One might take a turn or two of strike while capturing cities for income to maintain the war for profit. Every city you keep will further exacerbate your negative income problem. Razing cities usually doesn't hurt the enemy enough to justify the negative diplo. Could work early for particularly juicy cities when gold reserves and income are small relative to city maintenance otherwise you should realistically have enough of a buffer to avoid strikes.

Maybe, just maybe, your units are fighting enemy units and you are gaining Great General points and you could buy a few extra turns of free unit maintenance and GG points. It's a pretty niche situation and I doubt you could justify keeping your economy in the no gold/no income hole which delays your tech considerably for GG points.

Avoid strikes seems a pretty clear heuristic to me but I am interested in other opinions and of course understanding game mechanics is always a worthy cause.
 
It's useful to know that on the first turn of strike there are no consequences.

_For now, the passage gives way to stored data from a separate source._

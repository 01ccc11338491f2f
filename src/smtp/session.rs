//! Catch-all SMTP session: every recipient is accepted and every complete
//! message is handed to the store.
//!
//! The session is a pure state machine over input lines; the connection
//! loop in [`crate::smtp`] performs the actual I/O and the commit.

use log::{debug, info, warn};
use std::fmt;

/// Longest command line accepted outside DATA, CRLF included.
pub const COMMAND_LINE_LIMIT: usize = 4096;

#[derive(Debug, Clone, Copy, PartialEq, Eq)]
pub enum SessionState {
    /// No open transaction.
    Connected,
    /// `MAIL FROM` seen, waiting for a recipient.
    MailFrom,
    RecipientAccepted,
    Receiving,
    Committed,
    Rejected,
}

#[derive(Debug, Clone, PartialEq, Eq)]
pub struct Reply {
    pub code: u16,
    pub lines: Vec<String>,
}

impl Reply {
    pub fn new(code: u16, text: impl Into<String>) -> Self {
        Reply {
            code,
            lines: vec![text.into()],
        }
    }

    pub fn multiline(code: u16, lines: Vec<String>) -> Self {
        Reply { code, lines }
    }
}

impl fmt::Display for Reply {
    fn fmt(&self, f: &mut fmt::Formatter<'_>) -> fmt::Result {
        let last = self.lines.len().saturating_sub(1);
        for (i, line) in self.lines.iter().enumerate() {
            let sep = if i == last { ' ' } else { '-' };
            write!(f, "{}{}{}\r\n", self.code, sep, line)?;
        }
        Ok(())
    }
}

/// What the connection loop must do after feeding a line.
#[derive(Debug, PartialEq, Eq)]
pub enum Step {
    Reply(Reply),
    /// Message complete: commit it, then report back via [`Session::delivered`].
    Deliver(Vec<u8>),
    /// Consumed silently (a DATA line).
    Continue,
    Close(Reply),
}

#[derive(Debug)]
pub struct Session {
    hostname: String,
    max_size: usize,
    state: SessionState,
    sender: Option<String>,
    recipients: Vec<String>,
    data: Vec<u8>,
    oversized: bool,
}

impl Session {
    pub fn new(hostname: impl Into<String>, max_size: usize) -> Self {
        Session {
            hostname: hostname.into(),
            max_size,
            state: SessionState::Connected,
            sender: None,
            recipients: Vec::new(),
            data: Vec::new(),
            oversized: false,
        }
    }

    pub fn state(&self) -> SessionState {
        self.state
    }

    pub fn sender(&self) -> Option<&str> {
        self.sender.as_deref()
    }

    pub fn recipients(&self) -> &[String] {
        &self.recipients
    }

    pub fn greeting(&self) -> Reply {
        Reply::new(220, format!("{} ESMTP ready", self.hostname))
    }

    /// Most bytes the connection may buffer for the next line, CRLF included.
    pub fn line_limit(&self) -> usize {
        if self.state == SessionState::Receiving {
            self.max_size.saturating_add(2)
        } else {
            COMMAND_LINE_LIMIT
        }
    }

    /// Called instead of [`Session::handle_line`] when a line exceeded
    /// [`Session::line_limit`] and was discarded up to its LF.
    pub fn line_too_long(&mut self) -> Step {
        if self.state == SessionState::Receiving {
            self.oversized = true;
            self.data = Vec::new();
            return Step::Continue;
        }
        warn!("Discarded command line over {} bytes", COMMAND_LINE_LIMIT);
        Step::Reply(Reply::new(500, "Line too long"))
    }

    /// Feeds one line without its trailing CRLF.
    pub fn handle_line(&mut self, line: &[u8]) -> Step {
        if self.state == SessionState::Receiving {
            return self.receive(line);
        }

        let line = String::from_utf8_lossy(line);
        let line = line.trim();
        let (verb, args) = match line.split_once(' ') {
            Some((verb, args)) => (verb.to_ascii_uppercase(), args.trim()),
            None => (line.to_ascii_uppercase(), ""),
        };

        match verb.as_str() {
            "EHLO" => {
                self.reset();
                Step::Reply(Reply::multiline(
                    250,
                    vec![
                        format!("{} greets {}", self.hostname, non_empty(args, "client")),
                        format!("SIZE {}", self.max_size),
                        "8BITMIME".to_string(),
                        "PIPELINING".to_string(),
                    ],
                ))
            }
            "HELO" => {
                self.reset();
                Step::Reply(Reply::new(250, self.hostname.clone()))
            }
            "MAIL" => self.mail_from(args),
            "RCPT" => self.rcpt_to(args),
            "DATA" => self.start_data(),
            "RSET" => {
                self.reset();
                Step::Reply(Reply::new(250, "OK"))
            }
            "NOOP" => Step::Reply(Reply::new(250, "OK")),
            "VRFY" => Step::Reply(Reply::new(252, "Cannot verify user, but will accept message")),
            "QUIT" => Step::Close(Reply::new(221, format!("{} closing connection", self.hostname))),
            _ => {
                debug!("Unrecognised command: {}", line);
                Step::Reply(Reply::new(502, "Command not implemented"))
            }
        }
    }

    /// Records the outcome of the commit requested by [`Step::Deliver`].
    pub fn delivered(&mut self, result: Result<String, String>) -> Reply {
        let reply = match result {
            Ok(id) => {
                self.state = SessionState::Committed;
                Reply::new(250, format!("OK queued as {}", id))
            }
            Err(err) => {
                self.state = SessionState::Rejected;
                debug!("Delivery rejected: {}", err);
                Reply::new(451, "Requested action aborted: local error in processing")
            }
        };
        self.clear_transaction();
        reply
    }

    fn mail_from(&mut self, args: &str) -> Step {
        if matches!(self.state, SessionState::MailFrom | SessionState::RecipientAccepted) {
            return Step::Reply(Reply::new(503, "Sender already specified"));
        }
        let Some(path) = strip_keyword(args, "FROM:") else {
            return Step::Reply(Reply::new(501, "Syntax: MAIL FROM:<address>"));
        };
        self.clear_transaction();
        self.sender = Some(path_address(path));
        self.state = SessionState::MailFrom;
        Step::Reply(Reply::new(250, "OK"))
    }

    fn rcpt_to(&mut self, args: &str) -> Step {
        if !matches!(self.state, SessionState::MailFrom | SessionState::RecipientAccepted) {
            return Step::Reply(Reply::new(503, "Need MAIL before RCPT"));
        }
        let Some(path) = strip_keyword(args, "TO:") else {
            return Step::Reply(Reply::new(501, "Syntax: RCPT TO:<address>"));
        };
        // Catch-all: no mailbox or domain check.
        let recipient = path_address(path);
        debug!("Accepting recipient {}", recipient);
        self.recipients.push(recipient);
        self.state = SessionState::RecipientAccepted;
        Step::Reply(Reply::new(250, "OK"))
    }

    fn start_data(&mut self) -> Step {
        if self.state != SessionState::RecipientAccepted {
            return Step::Reply(Reply::new(503, "Need RCPT before DATA"));
        }
        self.data.clear();
        self.oversized = false;
        self.state = SessionState::Receiving;
        Step::Reply(Reply::new(354, "End data with <CR><LF>.<CR><LF>"))
    }

    fn receive(&mut self, line: &[u8]) -> Step {
        if line == b"." {
            if self.oversized {
                info!("Rejected message over {} bytes", self.max_size);
                self.state = SessionState::Rejected;
                self.clear_transaction();
                return Step::Reply(Reply::new(552, "Message exceeds fixed maximum message size"));
            }
            return Step::Deliver(std::mem::take(&mut self.data));
        }
        if self.oversized {
            return Step::Continue;
        }

        let line = line.strip_prefix(b".").unwrap_or(line);
        if self.data.len() + line.len() + 2 > self.max_size {
            self.oversized = true;
            self.data = Vec::new();
            return Step::Continue;
        }
        self.data.extend_from_slice(line);
        self.data.extend_from_slice(b"\r\n");
        Step::Continue
    }

    fn reset(&mut self) {
        self.clear_transaction();
        self.state = SessionState::Connected;
    }

    fn clear_transaction(&mut self) {
        self.sender = None;
        self.recipients.clear();
        self.data.clear();
        self.oversized = false;
    }
}

fn non_empty<'a>(value: &'a str, fallback: &'a str) -> &'a str {
    if value.is_empty() {
        fallback
    } else {
        value
    }
}

/// `FROM:<a@b> SIZE=10` -> `<a@b> SIZE=10`, case-insensitively.
fn strip_keyword<'a>(args: &'a str, keyword: &str) -> Option<&'a str> {
    let head = args.get(..keyword.len())?;
    if head.eq_ignore_ascii_case(keyword) {
        Some(args[keyword.len()..].trim())
    } else {
        None
    }
}

/// Address inside the angle brackets, ignoring ESMTP parameters.
fn path_address(path: &str) -> String {
    let path = path.trim();
    if let Some(rest) = path.strip_prefix('<') {
        if let Some(end) = rest.find('>') {
            return rest[..end].trim().to_string();
        }
    }
    path.split_whitespace().next().unwrap_or("").to_string()
}

#[cfg(test)]
mod tests {
    use super::*;

    fn session() -> Session {
        Session::new("mail.test", 1024)
    }

    fn code(step: Step) -> u16 {
        match step {
            Step::Reply(reply) | Step::Close(reply) => reply.code,
            other => panic!("expected a reply, got {:?}", other),
        }
    }

    fn open_transaction(s: &mut Session) {
        assert_eq!(code(s.handle_line(b"EHLO client.test")), 250);
        assert_eq!(code(s.handle_line(b"MAIL FROM:<sender@remote.test>")), 250);
    }

    #[test]
    fn any_recipient_is_accepted() {
        let mut s = session();
        open_transaction(&mut s);
        for rcpt in ["<nobody@nowhere.invalid>", "<x@y>", "<postmaster>"] {
            assert_eq!(code(s.handle_line(format!("RCPT TO:{}", rcpt).as_bytes())), 250);
        }
        assert_eq!(s.state(), SessionState::RecipientAccepted);
        assert_eq!(s.recipients().len(), 3);
        assert_eq!(s.sender(), Some("sender@remote.test"));
    }

    #[test]
    fn full_transaction_delivers_unstuffed_bytes() {
        let mut s = session();
        open_transaction(&mut s);
        s.handle_line(b"rcpt to:<a@b.c>");
        assert_eq!(code(s.handle_line(b"DATA")), 354);
        assert_eq!(s.state(), SessionState::Receiving);

        assert_eq!(s.handle_line(b"Subject: x"), Step::Continue);
        assert_eq!(s.handle_line(b""), Step::Continue);
        assert_eq!(s.handle_line(b"..leading dot"), Step::Continue);
        let step = s.handle_line(b".");

        assert_eq!(step, Step::Deliver(b"Subject: x\r\n\r\n.leading dot\r\n".to_vec()));
        let reply = s.delivered(Ok("1.ab.host".to_string()));
        assert_eq!(reply.code, 250);
        assert_eq!(s.state(), SessionState::Committed);
    }

    #[test]
    fn failed_commit_is_temporary_failure() {
        let mut s = session();
        open_transaction(&mut s);
        s.handle_line(b"RCPT TO:<a@b.c>");
        s.handle_line(b"DATA");
        s.handle_line(b"x");
        assert!(matches!(s.handle_line(b"."), Step::Deliver(_)));

        let reply = s.delivered(Err("disk full".to_string()));
        assert_eq!(reply.code, 451);
        assert_eq!(s.state(), SessionState::Rejected);

        // A new transaction may follow.
        assert_eq!(code(s.handle_line(b"MAIL FROM:<>")), 250);
        assert_eq!(s.sender(), Some(""));
    }

    #[test]
    fn sequence_errors() {
        let mut s = session();
        assert_eq!(code(s.handle_line(b"RCPT TO:<a@b.c>")), 503);
        assert_eq!(code(s.handle_line(b"DATA")), 503);
        assert_eq!(code(s.handle_line(b"MAIL FROM:<a@b.c>")), 250);
        assert_eq!(code(s.handle_line(b"MAIL FROM:<a@b.c>")), 503);
        assert_eq!(code(s.handle_line(b"DATA")), 503);
        assert_eq!(code(s.handle_line(b"MAIL TO:<a@b.c>")), 503);
        assert_eq!(code(s.handle_line(b"RSET")), 250);
        assert_eq!(s.state(), SessionState::Connected);
        assert_eq!(code(s.handle_line(b"MAIL <a@b.c>")), 501);
    }

    #[test]
    fn oversized_message_is_rejected_after_terminator() {
        let mut s = Session::new("mail.test", 16);
        open_transaction(&mut s);
        s.handle_line(b"RCPT TO:<a@b.c>");
        s.handle_line(b"DATA");
        assert_eq!(s.handle_line(b"0123456789abcdefXYZ"), Step::Continue);
        assert_eq!(s.handle_line(b"more"), Step::Continue);

        assert_eq!(code(s.handle_line(b".")), 552);
        assert_eq!(s.state(), SessionState::Rejected);
    }

    #[test]
    fn overlong_lines() {
        let mut s = Session::new("mail.test", 64);
        assert_eq!(s.line_limit(), COMMAND_LINE_LIMIT);
        assert_eq!(code(s.line_too_long()), 500);
        assert_eq!(s.state(), SessionState::Connected);

        open_transaction(&mut s);
        s.handle_line(b"RCPT TO:<a@b.c>");
        s.handle_line(b"DATA");
        assert_eq!(s.line_limit(), 66);
        assert_eq!(s.line_too_long(), Step::Continue);
        assert_eq!(s.handle_line(b"short"), Step::Continue);
        assert_eq!(code(s.handle_line(b".")), 552);
    }

    #[test]
    fn misc_commands() {
        let mut s = session();
        assert_eq!(code(s.handle_line(b"noop")), 250);
        assert_eq!(code(s.handle_line(b"VRFY someone")), 252);
        assert_eq!(code(s.handle_line(b"STARTTLS")), 502);
        assert!(matches!(s.handle_line(b"QUIT"), Step::Close(r) if r.code == 221));
    }

    #[test]
    fn ehlo_reply_is_multiline() {
        let mut s = session();
        let Step::Reply(reply) = s.handle_line(b"EHLO me") else {
            panic!("expected reply");
        };
        let text = reply.to_string();
        assert!(text.starts_with("250-mail.test greets me\r\n"));
        assert!(text.contains("250-SIZE 1024\r\n"));
        assert!(text.ends_with("250 PIPELINING\r\n"));
    }

    #[test]
    fn path_parsing() {
        assert_eq!(path_address("<a@b.c> SIZE=100"), "a@b.c");
        assert_eq!(path_address("a@b.c"), "a@b.c");
        assert_eq!(path_address("<>"), "");
    }
}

The only time I see it making sense to allow yourself to go into a more prolonged strike is when you're close to winning and just letting it happens gets you there a few turns faster. Obviously at that point you don't need any more research and likely have more units than you need anyway.
 
In my second game after I started playing again recently, I did a Hatty game on deity where I chariot rushed into a situation that was fast approaching a strike. I had bad commerce in the capital so I was forced to work alot of bad tiles to try and keep the strike at bay as I limped to currency. I 'm not done with that game yet, but even 1000 years later, I can feel the effects as I'm engaging target n°2.

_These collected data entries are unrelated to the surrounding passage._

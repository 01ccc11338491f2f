//! Logical inbox view over the whole Maildir tree, plus the mutations the
//! query surface exposes.

pub mod attachments;

use crate::error::{Result, StoreError};
use crate::mail_reader::display::format_addresses;
use crate::mail_reader::message::{Address, Header, MessageParser};
use crate::mail_reader::thumbnail::ThumbnailRenderer;
use crate::mail_reader::{list_message_files, message_timestamp, MessageReader, MessageSummary};
use crate::maildir::guard;
use crate::maildir::writer::MessageWriter;
use crate::maildir::{is_metadata_file, Maildir, MessageLocation, Subfolder};
use crate::read_state::ReadStateStore;
use log::{debug, info, warn};
use serde::Serialize;
use std::io;
use std::sync::Arc;

#[derive(Debug, Serialize)]
pub struct MessageList {
    pub total: usize,
    pub total_size: u64,
    pub messages: Vec<MessageSummary>,
}

#[derive(Debug, Serialize, PartialEq, Eq)]
pub struct FolderInfo {
    pub name: String,
    pub count: usize,
}

#[derive(Debug, Serialize, PartialEq, Eq)]
pub struct AttachmentInfo {
    pub index: usize,
    pub filename: String,
    pub content_type: String,
    pub size: usize,
    pub content_id: Option<String>,
}

#[derive(Debug, Serialize)]
pub struct MessageDetail {
    pub id: String,
    pub folder: String,
    pub subfolder: Subfolder,
    pub size: u64,
    pub timestamp: i64,
    pub from: String,
    pub to: String,
    pub cc: String,
    pub from_addresses: Vec<Address>,
    pub to_addresses: Vec<Address>,
    pub cc_addresses: Vec<Address>,
    pub subject: String,
    pub date: Option<String>,
    pub headers: Vec<Header>,
    pub text: Option<String>,
    pub html: Option<String>,
    pub raw: String,
    pub attachments: Vec<AttachmentInfo>,
    pub read: bool,
}

#[derive(Debug, Serialize, PartialEq, Eq)]
pub struct ImportFailure {
    pub index: usize,
    pub error: String,
}

#[derive(Debug, Default, Serialize, PartialEq, Eq)]
pub struct ImportReport {
    pub imported: usize,
    pub failed: usize,
    pub errors: Vec<ImportFailure>,
}

pub struct Mailbox {
    maildir: Maildir,
    reader: MessageReader,
    read_state: Arc<ReadStateStore>,
    writer: Arc<MessageWriter>,
    thumbnails: Arc<dyn ThumbnailRenderer>,
}

impl Mailbox {
    pub fn new(
        maildir: Maildir,
        writer: Arc<MessageWriter>,
        read_state: Arc<ReadStateStore>,
        parser: Arc<dyn MessageParser>,
        thumbnails: Arc<dyn ThumbnailRenderer>,
    ) -> Self {
        let reader = MessageReader::new(parser, read_state.clone());
        Mailbox {
            maildir,
            reader,
            read_state,
            writer,
            thumbnails,
        }
    }

    pub async fn list_folders(&self) -> Vec<FolderInfo> {
        let mut infos = Vec::new();
        for folder in self.maildir.list_folders().await {
            let mut count = 0;
            for subfolder in Subfolder::ALL {
                match list_message_files(&folder.subfolder_path(subfolder)).await {
                    Ok(files) => count += files.len(),
                    Err(err) => warn!("Cannot count messages in {}/{}: {}", folder.name, subfolder, err),
                }
            }
            infos.push(FolderInfo { name: folder.name, count });
        }
        infos
    }

    /// Every message in every folder, newest first.
    pub async fn list_all(&self) -> MessageList {
        let mut messages = Vec::new();
        for folder in self.maildir.list_folders().await {
            messages.extend(self.reader.read_folder(&folder).await);
        }
        // Stable, so equal timestamps keep folder/filename order.
        messages.sort_by(|a, b| b.timestamp.cmp(&a.timestamp));

        MessageList {
            total: messages.len(),
            total_size: messages.iter().map(|m| m.size).sum(),
            messages,
        }
    }

    /// First `new/` or `cur/` entry named `id` (or `id:<info>`), folder by folder.
    pub async fn find(&self, id: &str) -> Result<Option<MessageLocation>> {
        let id = guard::validate(id)?;
        // Files of the mailbox-protocol server are never messages.
        if is_metadata_file(id) {
            return Ok(None);
        }
        let info_prefix = format!("{}:", id);

        for folder in self.maildir.list_folders().await {
            for subfolder in Subfolder::ALL {
                let dir = folder.subfolder_path(subfolder);
                let exact = dir.join(id);
                if tokio::fs::metadata(&exact).await.map(|m| m.is_file()).unwrap_or(false) {
                    return Ok(Some(MessageLocation {
                        filename: id.to_string(),
                        folder: folder.name.clone(),
                        subfolder,
                        path: exact,
                    }));
                }
                let renamed = list_message_files(&dir)
                    .await
                    .unwrap_or_default()
                    .into_iter()
                    .find(|(name, _)| name.starts_with(&info_prefix));
                if let Some((filename, path)) = renamed {
                    return Ok(Some(MessageLocation {
                        filename,
                        folder: folder.name.clone(),
                        subfolder,
                        path,
                    }));
                }
            }
        }
        Ok(None)
    }

    async fn locate(&self, id: &str) -> Result<MessageLocation> {
        self.find(id)
            .await?
            .ok_or_else(|| StoreError::NotFound(format!("message {}", id)))
    }

    async fn read_located(&self, id: &str) -> Result<(MessageLocation, Vec<u8>)> {
        let location = self.locate(id).await?;
        match tokio::fs::read(&location.path).await {
            Ok(raw) => Ok((location, raw)),
            // Deleted between lookup and read.
            Err(err) if err.kind() == io::ErrorKind::NotFound => {
                Err(StoreError::NotFound(format!("message {}", id)))
            }
            Err(err) => Err(err.into()),
        }
    }

    pub async fn get_detail(&self, id: &str) -> Result<MessageDetail> {
        let (location, raw) = self.read_located(id).await?;
        let metadata = match tokio::fs::metadata(&location.path).await {
            Ok(metadata) => metadata,
            Err(err) if err.kind() == io::ErrorKind::NotFound => {
                return Err(StoreError::NotFound(format!("message {}", id)));
            }
            Err(err) => return Err(err.into()),
        };
        let parsed = self.reader.parser().parse(&raw)?;

        let date = match parsed.sent_at.and_then(|secs| chrono::DateTime::from_timestamp(secs, 0)) {
            Some(date) => Some(date.to_rfc3339()),
            None => parsed.date.clone(),
        };
        let attachments = parsed
            .attachments
            .iter()
            .enumerate()
            .map(|(index, attachment)| AttachmentInfo {
                index,
                filename: attachment.filename.clone(),
                content_type: attachment.content_type.clone(),
                size: attachment.size(),
                content_id: attachment.content_id.clone(),
            })
            .collect();

        Ok(MessageDetail {
            timestamp: message_timestamp(&location.filename, &metadata),
            size: raw.len() as u64,
            from: format_addresses(&parsed.from),
            to: format_addresses(&parsed.to),
            cc: if parsed.cc.is_empty() {
                String::new()
            } else {
                format_addresses(&parsed.cc)
            },
            subject: parsed.subject.unwrap_or_default(),
            date,
            headers: parsed.headers,
            text: parsed.text,
            html: parsed.html,
            raw: String::from_utf8_lossy(&raw).into_owned(),
            attachments,
            read: self.read_state.is_read(&location.filename).await,
            from_addresses: parsed.from,
            to_addresses: parsed.to,
            cc_addresses: parsed.cc,
            id: location.filename.clone(),
            folder: location.folder,
            subfolder: location.subfolder,
        })
    }

    /// Unmodified bytes of the stored message.
    pub async fn export_raw(&self, id: &str) -> Result<Vec<u8>> {
        let (_, raw) = self.read_located(id).await?;
        Ok(raw)
    }

    pub async fn mark_read(&self, id: &str) -> Result<bool> {
        let location = self.locate(id).await?;
        self.read_state.mark_read(&location.filename).await;
        Ok(true)
    }

    pub async fn mark_unread(&self, id: &str) -> Result<bool> {
        let location = self.locate(id).await?;
        self.read_state.mark_unread(&location.filename).await;
        Ok(false)
    }

    pub async fn delete_one(&self, id: &str) -> Result<()> {
        let location = self.locate(id).await?;
        match tokio::fs::remove_file(&location.path).await {
            Ok(()) => {}
            Err(err) if err.kind() == io::ErrorKind::NotFound => {
                return Err(StoreError::NotFound(format!("message {}", id)));
            }
            Err(err) => return Err(err.into()),
        }
        self.read_state.mark_unread(&location.filename).await;
        info!("Deleted {}", location.path.display());
        Ok(())
    }

    /// Unlinks every message in every folder and forgets all read flags.
    pub async fn delete_all(&self) -> usize {
        let mut deleted = 0;
        for folder in self.maildir.list_folders().await {
            for subfolder in Subfolder::ALL {
                let dir = folder.subfolder_path(subfolder);
                let files = match list_message_files(&dir).await {
                    Ok(files) => files,
                    Err(err) => {
                        warn!("Cannot list {}: {}", dir.display(), err);
                        continue;
                    }
                };
                for (_, path) in files {
                    match tokio::fs::remove_file(&path).await {
                        Ok(()) => deleted += 1,
                        Err(err) => warn!("Failed to delete {}: {}", path.display(), err),
                    }
                }
            }
        }
        self.read_state.clear_all().await;
        info!("Deleted {} messages", deleted);
        deleted
    }

    /// Stores each buffer that parses as a message; failures are reported per item.
    pub async fn import(&self, items: Vec<Vec<u8>>) -> ImportReport {
        let mut report = ImportReport::default();
        for (index, raw) in items.into_iter().enumerate() {
            match self.import_one(&raw).await {
                Ok(filename) => {
                    debug!("Imported item {} as {}", index, filename);
                    report.imported += 1;
                }
                Err(err) => {
                    warn!("Import of item {} failed: {}", index, err);
                    report.failed += 1;
                    report.errors.push(ImportFailure {
                        index,
                        error: err.to_string(),
                    });
                }
            }
        }
        report
    }

    async fn import_one(&self, raw: &[u8]) -> Result<String> {
        if raw.iter().all(|b| b.is_ascii_whitespace()) {
            return Err(StoreError::Parse("empty message".to_string()));
        }
        self.reader.parser().parse(raw)?;
        Ok(self.writer.commit(raw).await?.filename)
    }
}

So far not very interesting for those discussing it, but it did make me think about an old game that was on youtube where one of you forumers horsearchered himself into total strike on Deity (or was it immortal) and proceeded to showcase the effects and the recuperation. If any of you has that link handy, I'm sure that it would be very helpful for the mute segment of this forum. If I remember right, he disbanded most of his army in the knowledge that a single garrison unit would not be destroyed per city, amongst some other nifty things.
 
Thank you for the heads-up! That's exactly the scenario I was thinking of originally: When you are a lot more powerful than the AIs but can't keep up economically (either because of very early and succesful conquest, or because of absurd population figures with Sushi).

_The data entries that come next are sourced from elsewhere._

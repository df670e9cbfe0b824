// ============================================================
// Layer 5 — Legacy Synthesizer
// ============================================================
// The single-pass generator, selectable as a strategy for
// deployments that do not want the concept rules.
//
// Sentences are shuffled, then each one becomes:
//
//   multiple-choice  a random word of more than 4 letters is blanked
//                    out ("_____") and offered with up to 3 other
//                    distinct long words from the same sentence;
//                    sentences with fewer than 2 such words are skipped
//   essay            "Jelaskan maksud dari pernyataan berikut: <s>"
//                    with the sentence itself as the answer and no
//                    quality tag (nothing was filtered)
//
// The blanked word is always among the options: distractors are
// drawn only from words different from it.

use rand::{seq::SliceRandom, RngCore};

use crate::domain::question::{Question, QuestionType};
use crate::domain::traits::QuestionSynthesizer;

const MIN_WORD_LEN: usize = 4;
const DISTRACTORS:  usize = 3;
const BLANK:        &str  = "_____";

pub struct LegacySynthesizer {
    question_type: QuestionType,
}

impl LegacySynthesizer {
    pub fn new(question_type: QuestionType) -> Self {
        Self { question_type }
    }
}

impl QuestionSynthesizer for LegacySynthesizer {
    fn synthesize(
        &self,
        sentences: &[String],
        target:    usize,
        rng:       &mut dyn RngCore,
    ) -> Vec<Question> {
        let mut questions = Vec::new();
        if target == 0 {
            return questions;
        }

        let mut order: Vec<&String> = sentences.iter().collect();
        order.shuffle(&mut *rng);

        for sentence in order {
            let words = long_words(sentence);
            let needed = match self.question_type {
                QuestionType::MultipleChoice => 2,
                QuestionType::Essay          => 1,
            };
            if words.len() < needed {
                continue;
            }

            let question = match self.question_type {
                QuestionType::MultipleChoice => masked_question(sentence, &words, rng),
                QuestionType::Essay => Question::essay(
                    format!("Jelaskan maksud dari pernyataan berikut: {sentence}"),
                    sentence.as_str(),
                    sentence.as_str(),
                    None,
                ),
            };
            questions.push(question);

            if questions.len() >= target {
                break;
            }
        }

        questions
    }
}

/// Distinct words longer than MIN_WORD_LEN letters, punctuation trimmed,
/// in sentence order.
fn long_words(sentence: &str) -> Vec<&str> {
    let mut words: Vec<&str> = Vec::new();
    for w in sentence.split_whitespace() {
        let w = w.trim_matches(|c: char| !c.is_alphanumeric());
        if w.chars().count() > MIN_WORD_LEN && !words.contains(&w) {
            words.push(w);
        }
    }
    words
}

fn masked_question(sentence: &str, words: &[&str], rng: &mut dyn RngCore) -> Question {
    // `words` has at least two entries, checked by the caller
    let answer = words.choose(&mut *rng).copied().unwrap_or_default();

    let others: Vec<&str> = words.iter().copied().filter(|w| *w != answer).collect();
    let mut options: Vec<String> = others
        .choose_multiple(&mut *rng, DISTRACTORS)
        .map(|w| w.to_string())
        .collect();
    options.push(answer.to_string());
    options.shuffle(&mut *rng);

    Question::multiple_choice(sentence.replace(answer, BLANK), options, answer)
}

I had a game where all I needed to do to win Domination was to put out settlers and settle all the unclaimed land. However, as I was overly afraid of strike I put all my production into Wealth and working cottages instead. If I had known the exact mechanics of strike (no Settlers disbanded, no production stopped) I would have chosen differently.
 
I had a game where all I needed to do to win Domination was to put out settlers and settle all the unclaimed land. However, as I was overly afraid of strike I put all my production into Wealth and working cottages instead. If I had known the exact mechanics of strike (no Settlers disbanded, no production stopped) I would have chosen differently.
In the last couple of day some more things about strikes were discovered in the thread I mentioned. Naval units with units loaded cannot be disbanded by strike, but units on transports can disband and once they are all disbanded, the transport can disband as well. However, if there is a settler loaded, the naval unit cannot disband either. So in the scenario you describe, you could even use Galleons to ferry around the settlers, as long as every galleon at all times has at least one settler loaded.